(Entries taken from a collection)
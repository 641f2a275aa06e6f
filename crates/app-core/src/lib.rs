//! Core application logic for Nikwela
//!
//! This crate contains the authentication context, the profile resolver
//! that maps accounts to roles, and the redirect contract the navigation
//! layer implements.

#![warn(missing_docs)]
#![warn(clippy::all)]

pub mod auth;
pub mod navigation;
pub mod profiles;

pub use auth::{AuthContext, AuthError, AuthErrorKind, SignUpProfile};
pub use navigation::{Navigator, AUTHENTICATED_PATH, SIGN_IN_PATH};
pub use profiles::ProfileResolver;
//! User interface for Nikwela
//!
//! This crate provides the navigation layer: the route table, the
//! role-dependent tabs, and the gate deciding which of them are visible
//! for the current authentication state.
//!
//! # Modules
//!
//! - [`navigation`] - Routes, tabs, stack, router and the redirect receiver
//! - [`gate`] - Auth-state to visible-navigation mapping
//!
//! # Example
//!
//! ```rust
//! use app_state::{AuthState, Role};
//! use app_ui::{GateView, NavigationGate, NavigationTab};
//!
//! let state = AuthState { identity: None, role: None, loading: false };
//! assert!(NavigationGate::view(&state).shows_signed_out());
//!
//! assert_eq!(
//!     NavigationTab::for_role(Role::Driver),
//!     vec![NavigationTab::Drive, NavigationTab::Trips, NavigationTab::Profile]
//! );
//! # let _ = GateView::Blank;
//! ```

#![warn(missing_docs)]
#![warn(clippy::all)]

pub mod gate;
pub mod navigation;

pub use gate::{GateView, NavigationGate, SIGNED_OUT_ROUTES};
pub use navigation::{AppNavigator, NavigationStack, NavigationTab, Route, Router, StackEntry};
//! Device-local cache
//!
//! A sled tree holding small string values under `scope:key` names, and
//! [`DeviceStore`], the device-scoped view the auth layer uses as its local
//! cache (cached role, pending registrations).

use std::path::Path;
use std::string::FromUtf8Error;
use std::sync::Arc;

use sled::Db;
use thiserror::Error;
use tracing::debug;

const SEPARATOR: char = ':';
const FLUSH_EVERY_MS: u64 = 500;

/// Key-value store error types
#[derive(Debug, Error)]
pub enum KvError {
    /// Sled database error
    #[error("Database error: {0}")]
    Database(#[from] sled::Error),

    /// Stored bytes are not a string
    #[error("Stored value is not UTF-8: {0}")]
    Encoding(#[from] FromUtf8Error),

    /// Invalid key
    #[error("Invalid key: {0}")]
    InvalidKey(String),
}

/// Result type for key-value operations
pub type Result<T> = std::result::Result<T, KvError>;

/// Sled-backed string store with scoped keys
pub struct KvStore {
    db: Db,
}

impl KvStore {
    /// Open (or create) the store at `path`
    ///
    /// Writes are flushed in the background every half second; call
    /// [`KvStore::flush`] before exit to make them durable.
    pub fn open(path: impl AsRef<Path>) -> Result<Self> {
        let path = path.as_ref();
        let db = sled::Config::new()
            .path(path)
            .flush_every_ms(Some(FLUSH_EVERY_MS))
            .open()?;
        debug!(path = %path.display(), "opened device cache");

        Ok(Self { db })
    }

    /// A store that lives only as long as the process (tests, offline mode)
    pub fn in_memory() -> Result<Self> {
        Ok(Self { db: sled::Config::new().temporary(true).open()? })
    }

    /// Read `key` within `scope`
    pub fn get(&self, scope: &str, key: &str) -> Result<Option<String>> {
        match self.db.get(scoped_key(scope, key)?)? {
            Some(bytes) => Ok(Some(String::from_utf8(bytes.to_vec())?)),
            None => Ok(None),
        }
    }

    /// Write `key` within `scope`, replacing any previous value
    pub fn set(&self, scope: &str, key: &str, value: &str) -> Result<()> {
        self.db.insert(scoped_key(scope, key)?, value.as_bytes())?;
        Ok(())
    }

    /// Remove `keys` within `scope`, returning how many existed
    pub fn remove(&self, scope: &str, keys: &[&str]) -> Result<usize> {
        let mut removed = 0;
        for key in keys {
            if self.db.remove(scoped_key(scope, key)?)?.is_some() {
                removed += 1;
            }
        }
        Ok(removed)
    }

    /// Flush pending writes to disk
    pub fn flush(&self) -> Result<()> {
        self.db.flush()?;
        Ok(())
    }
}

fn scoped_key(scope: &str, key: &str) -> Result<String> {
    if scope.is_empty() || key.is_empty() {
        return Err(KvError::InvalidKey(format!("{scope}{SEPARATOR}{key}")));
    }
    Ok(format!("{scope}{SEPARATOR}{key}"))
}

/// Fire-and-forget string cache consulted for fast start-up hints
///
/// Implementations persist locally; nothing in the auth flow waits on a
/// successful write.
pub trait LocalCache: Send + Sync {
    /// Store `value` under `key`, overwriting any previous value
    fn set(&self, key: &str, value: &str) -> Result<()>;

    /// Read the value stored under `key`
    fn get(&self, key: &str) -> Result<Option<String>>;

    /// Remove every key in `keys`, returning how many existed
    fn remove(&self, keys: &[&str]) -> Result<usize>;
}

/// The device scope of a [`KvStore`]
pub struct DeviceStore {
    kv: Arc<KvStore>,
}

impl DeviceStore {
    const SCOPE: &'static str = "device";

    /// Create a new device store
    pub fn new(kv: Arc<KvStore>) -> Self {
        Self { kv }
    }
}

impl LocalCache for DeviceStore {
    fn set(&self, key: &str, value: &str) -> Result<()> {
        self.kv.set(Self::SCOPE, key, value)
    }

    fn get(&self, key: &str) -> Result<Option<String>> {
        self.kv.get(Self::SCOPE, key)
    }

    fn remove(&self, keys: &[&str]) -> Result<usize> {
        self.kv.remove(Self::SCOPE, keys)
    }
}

## WHAT IS NEEDED
Return, from the data, each line that has the word "KvStore" in it.

## TASK ANSWER
pub struct KvStore {
impl KvStore {
    /// [`KvStore::flush`] before exit to make them durable.
/// The device scope of a [`KvStore`]
    kv: Arc<KvStore>,
    pub fn new(kv: Arc<KvStore>) -> Self {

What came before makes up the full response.